Exercise aim: Among the entries, find the lines with the string "PartialEq" and copy them.

Source data Block Start

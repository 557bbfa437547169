use std::fmt;

/// (college name, branch name) pair used to filter requests and directory entries
///
/// Matching is plain string equality; there is no hierarchy between colleges and
/// branches.
#[derive(Debug, Clone, PartialEq, Eq, Hash)]
pub struct ScopeKey {
    pub college_name: String,
    pub branch_name: String,
}

impl ScopeKey {
    pub fn new(college_name: impl Into<String>, branch_name: impl Into<String>) -> Self {
        Self {
            college_name: college_name.into(),
            branch_name: branch_name.into(),
        }
    }

    /// Build a scope from the optional columns stored on a user
    ///
    /// Returns `None` unless both parts are present.
    pub fn from_parts(college_name: Option<&str>, branch_name: Option<&str>) -> Option<Self> {
        match (college_name, branch_name) {
            (Some(college), Some(branch)) => Some(Self::new(college, branch)),
            _ => None,
        }
    }
}

impl fmt::Display for ScopeKey {
    fn fmt(&self, f: &mut fmt::Formatter<'_>) -> fmt::Result {
        write!(f, "{} / {}", self.college_name, self.branch_name)
    }
}
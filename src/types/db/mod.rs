// Database entities - SeaORM models
pub mod faculty_staff;
pub mod nodue_request;
pub mod session;
pub mod user;
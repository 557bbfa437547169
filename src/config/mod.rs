mod bootstrap_settings;
mod config_spec;
pub mod database;
mod env_provider;
mod errors;
mod logging;
mod secret_manager;

pub use bootstrap_settings::BootstrapSettings;
pub use config_spec::ConfigSpec;
pub use database::DatabaseConnections;
pub use env_provider::{EnvironmentProvider, SystemEnvironment};
#[cfg(test)]
pub use env_provider::MockEnvironment;
pub use errors::ConfigError;
pub use logging::{LoggingConfig, LoggingError, init_logging};
pub use secret_manager::SecretManager;
use std::sync::Arc;
use std::time::Duration;

use crate::config::{BootstrapSettings, DatabaseConnections, EnvironmentProvider, SecretManager};
use crate::errors::InternalError;
use crate::providers::{
    ApprovalProvider, AuthenticationProvider, CryptoProvider, DirectoryProvider, UserProvider,
};
use crate::stores::{FacultyStaffStore, NodueRequestStore, SessionStore, UserStore};

/// Providers built once from the stores and shared by every coordinator
pub struct Providers {
    pub crypto_provider: Arc<CryptoProvider>,
    pub authentication_provider: Arc<AuthenticationProvider>,
    pub user_provider: Arc<UserProvider>,
    pub approval_provider: Arc<ApprovalProvider>,
    pub directory_provider: Arc<DirectoryProvider>,
}

/// Centralized application data following the main-owned stores pattern
///
/// All dependencies are created once in main.rs and shared across coordinators.
///
/// ```text
/// main.rs
///   ↓
/// AppData::init()
///   ↓ creates once
///   ├─ connections (DatabaseConnections)
///   ├─ secret_manager (Arc<SecretManager>)
///   ├─ stores: user, session, nodue_request, faculty_staff
///   └─ providers: crypto, authentication, user, approval, directory
///   ↓ wrapped in Arc<AppData>
///   ↓ passed to coordinators
///   ├─ LoginCoordinator::new(app_data)
///   ├─ DashboardCoordinator::new(app_data)
///   ├─ NodueCoordinator::new(app_data)
///   └─ DirectoryCoordinator::new(app_data)
/// ```
pub struct AppData {
    pub connections: DatabaseConnections,
    pub secret_manager: Arc<SecretManager>,
    pub session_ttl: Duration,
    pub user_store: Arc<UserStore>,
    pub session_store: Arc<SessionStore>,
    pub nodue_request_store: Arc<NodueRequestStore>,
    pub faculty_staff_store: Arc<FacultyStaffStore>,
    pub providers: Providers,
}

impl AppData {
    /// Initialize all application data
    ///
    /// Database connections should be initialized and migrated before calling this.
    ///
    /// # Errors
    ///
    /// Returns `InternalError` when secret manager initialization fails
    pub fn init(
        connections: DatabaseConnections,
        env_provider: &dyn EnvironmentProvider,
        settings: &BootstrapSettings,
    ) -> Result<Self, InternalError> {
        tracing::info!("Initializing AppData...");

        tracing::debug!("Initializing secret manager...");
        let secret_manager = Arc::new(SecretManager::init(env_provider).map_err(|e| {
            InternalError::parse("secret_manager", format!("Secret manager init failed: {}", e))
        })?);
        tracing::debug!("Secret manager initialized");

        let app_data = Self::new(connections, secret_manager, settings.session_ttl());

        tracing::info!("AppData initialization complete");
        Ok(app_data)
    }

    /// Wire stores and providers around an existing connection and secret
    pub fn new(
        connections: DatabaseConnections,
        secret_manager: Arc<SecretManager>,
        session_ttl: Duration,
    ) -> Self {
        // Step 1: Stores, each holding a handle to the shared pool
        let db = connections.db.clone();
        let user_store = Arc::new(UserStore::new(db.clone()));
        let session_store = Arc::new(SessionStore::new(db.clone()));
        let nodue_request_store = Arc::new(NodueRequestStore::new(db.clone()));
        let faculty_staff_store = Arc::new(FacultyStaffStore::new(db));

        // Step 2: Providers over the stores
        let crypto_provider = Arc::new(CryptoProvider::new());
        let providers = Providers {
            authentication_provider: Arc::new(AuthenticationProvider::new(
                user_store.clone(),
                session_store.clone(),
                crypto_provider.clone(),
                secret_manager.clone(),
                session_ttl,
            )),
            user_provider: Arc::new(UserProvider::new(user_store.clone(), crypto_provider.clone())),
            approval_provider: Arc::new(ApprovalProvider::new(nodue_request_store.clone())),
            directory_provider: Arc::new(DirectoryProvider::new(faculty_staff_store.clone())),
            crypto_provider,
        };

        Self {
            connections,
            secret_manager,
            session_ttl,
            user_store,
            session_store,
            nodue_request_store,
            faculty_staff_store,
            providers,
        }
    }
}
// add-user command implementation
// Seeds accounts; there is no self-registration

use crate::app_data::AppData;
use crate::providers::CreateUserRequest;
use crate::types::db::user;
use crate::types::internal::{RequestContext, Role};

/// Arguments of the `add-user` command
#[derive(Debug, Clone)]
pub struct AddUserArgs {
    pub username: String,
    pub password: Option<String>,
    pub role: String,
    pub college: Option<String>,
    pub branch: Option<String>,
}

/// Create a user account from the command line
///
/// Prints the credentials once; a generated password is not stored anywhere else.
///
/// # Arguments
/// * `app_data` - Application data with the user provider
/// * `args` - Parsed command arguments
///
/// # Returns
/// * `Ok(user::Model)` - The created account
/// * `Err(...)` - Unknown role, invalid input or duplicate username
pub async fn add_user(
    app_data: &AppData,
    args: AddUserArgs,
) -> Result<user::Model, Box<dyn std::error::Error>> {
    let ctx = RequestContext::for_cli("add-user");

    // Step 1: Parse the role
    let role: Role = args.role.parse()?;

    // Step 2: Use the given password or generate one
    let generated = args.password.is_none();
    let password = match args.password {
        Some(password) => password,
        None => app_data.providers.crypto_provider.generate_secure_password(),
    };

    // Step 3: Create the account
    let created = app_data
        .providers
        .user_provider
        .create_user(CreateUserRequest {
            username: args.username,
            password: password.clone(),
            role,
            college_name: args.college,
            branch_name: args.branch,
        })
        .await?;

    tracing::info!(
        request_id = %ctx.request_id,
        actor = %ctx.actor_id,
        user_id = %created.id,
        role = %role,
        "User created from CLI"
    );

    println!("\n✓ User account created");
    println!("  Username: {}", created.username);
    println!("  Role:     {}", created.role);
    if let (Some(college), Some(branch)) = (&created.college_name, &created.branch_name) {
        println!("  Scope:    {} / {}", college, branch);
    } else {
        println!("  ⚠️  No college/branch set: this account cannot submit, approve or manage the directory");
    }
    if generated {
        println!("  Password: {}", password);
        println!("  ⚠️  Store this password now, it is not shown again\n");
    }

    Ok(created)
}
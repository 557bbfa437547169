use poem_openapi::payload::Json;
use poem_openapi::{ApiResponse, Object};
use serde::{Deserialize, Serialize};

use crate::types::internal::Principal;

/// Request model for user login
#[derive(Object, Debug, Serialize, Deserialize)]
pub struct LoginRequest {
    /// Username for authentication
    #[oai(default)]
    pub username: String,

    /// Password for authentication
    #[oai(default)]
    pub password: String,
}

/// Response model for a successful login
#[derive(Object, Debug, Serialize, Deserialize)]
pub struct LoginResponse {
    /// Opaque session token, also set as the `nodue_session` cookie
    pub session_token: String,

    /// Unix timestamp when the session expires
    pub expires_at: i64,

    /// Authenticated username
    pub username: String,

    /// Role of the authenticated user
    pub role: String,

    /// Where the client should go next
    pub redirect_to: String,
}

/// Response model for logout
#[derive(Object, Debug, Serialize, Deserialize)]
pub struct LogoutResponse {
    /// Success message
    pub message: String,

    /// Where the client should go next
    pub redirect_to: String,
}

/// Identity block shown on dashboards
#[derive(Object, Debug, Serialize, Deserialize)]
pub struct PrincipalResponse {
    pub user_id: String,
    pub username: String,
    pub role: String,
    pub college_name: Option<String>,
    pub branch_name: Option<String>,
}

impl From<&Principal> for PrincipalResponse {
    fn from(principal: &Principal) -> Self {
        Self {
            user_id: principal.user_id.clone(),
            username: principal.username.clone(),
            role: principal.role.to_string(),
            college_name: principal.college_name.clone(),
            branch_name: principal.branch_name.clone(),
        }
    }
}

/// API response for login endpoint
#[derive(ApiResponse)]
pub enum LoginApiResponse {
    /// Authentication successful, session cookie set
    #[oai(status = 200)]
    Ok(
        Json<LoginResponse>,
        #[oai(header = "Set-Cookie")] String,
    ),
}

/// API response for logout endpoint
#[derive(ApiResponse)]
pub enum LogoutApiResponse {
    /// Session ended, session cookie cleared
    #[oai(status = 200)]
    Ok(
        Json<LogoutResponse>,
        #[oai(header = "Set-Cookie")] String,
    ),
}
use migration::{Migrator, MigratorTrait};
use sea_orm::{Database, DatabaseConnection};

use crate::config::BootstrapSettings;
use crate::errors::InternalError;
use crate::errors::internal::DatabaseError;

/// Database handles owned by the application
pub struct DatabaseConnections {
    pub db: DatabaseConnection,
}

impl DatabaseConnections {
    /// Connect to the configured database
    ///
    /// Does NOT run migrations - call `migrate()` separately.
    pub async fn init(bootstrap_settings: &BootstrapSettings) -> Result<Self, InternalError> {
        let db = Self::connect(bootstrap_settings.database_url()).await?;
        Ok(Self { db })
    }

    /// Connect to an explicit URL, e.g. `sqlite::memory:` in tests
    pub async fn connect(database_url: &str) -> Result<DatabaseConnection, InternalError> {
        let db = Database::connect(database_url)
            .await
            .map_err(|source| DatabaseError::Connect { source })?;

        tracing::debug!("Connected to database: {}", database_url);

        Ok(db)
    }

    /// Run all pending migrations
    ///
    /// # Returns
    /// * `Ok(())` - Schema is up to date
    /// * `Err(InternalError)` - Migration failed
    pub async fn migrate(&self) -> Result<(), InternalError> {
        migrate_database(&self.db).await
    }
}

pub async fn migrate_database(db: &DatabaseConnection) -> Result<(), InternalError> {
    Migrator::up(db, None)
        .await
        .map_err(|source| DatabaseError::Migration { source })?;

    tracing::debug!("Database migrations completed");

    Ok(())
}

#[cfg(test)]
mod tests {
    use super::*;
    use sea_orm::{ConnectionTrait, Statement};

    #[tokio::test]
    async fn test_migrate_creates_tables() {
        let connections = DatabaseConnections {
            db: DatabaseConnections::connect("sqlite::memory:").await.unwrap(),
        };
        connections.migrate().await.unwrap();

        for table in ["users", "nodue_requests", "faculty_staff", "sessions"] {
            let row = connections
                .db
                .query_one(Statement::from_string(
                    connections.db.get_database_backend(),
                    format!(
                        "SELECT name FROM sqlite_master WHERE type='table' AND name='{}'",
                        table
                    ),
                ))
                .await
                .unwrap();
            assert!(row.is_some(), "table {} missing", table);
        }
    }

    #[tokio::test]
    async fn test_migrate_is_idempotent() {
        let db = DatabaseConnections::connect("sqlite::memory:").await.unwrap();
        migrate_database(&db).await.unwrap();
        migrate_database(&db).await.unwrap();
    }
}
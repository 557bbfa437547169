// Library exports for integration tests and external use

pub mod api;
pub mod app_data;
pub mod cli;
pub mod config;
pub mod coordinators;
pub mod errors;
pub mod providers;
pub mod stores;
pub mod types;

#[cfg(test)]
pub mod test;

pub use app_data::AppData;
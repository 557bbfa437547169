use thiserror::Error;

use crate::types::internal::{ApprovalState, Stage};

#[derive(Error, Debug, PartialEq)]
pub enum ApprovalError {
    #[error("No-due request {request_id} not found")]
    RequestNotFound { request_id: i32 },

    /// The request exists but belongs to another college/branch
    #[error("No-due request {request_id} is outside the caller's scope")]
    OutOfScope { request_id: i32 },

    #[error("Stage {stage} expects a request in state {expected}, found {actual}")]
    WrongState {
        stage: Stage,
        expected: ApprovalState,
        actual: ApprovalState,
    },

    #[error("Stage {stage} requires a comment")]
    CommentRequired { stage: Stage },

    #[error("Approval columns do not describe a valid state: {0}")]
    InconsistentFields(String),
}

Source data Block End

Final answer:
#[derive(Debug, Clone, PartialEq, Eq, Hash)]
#[derive(Error, Debug, PartialEq)]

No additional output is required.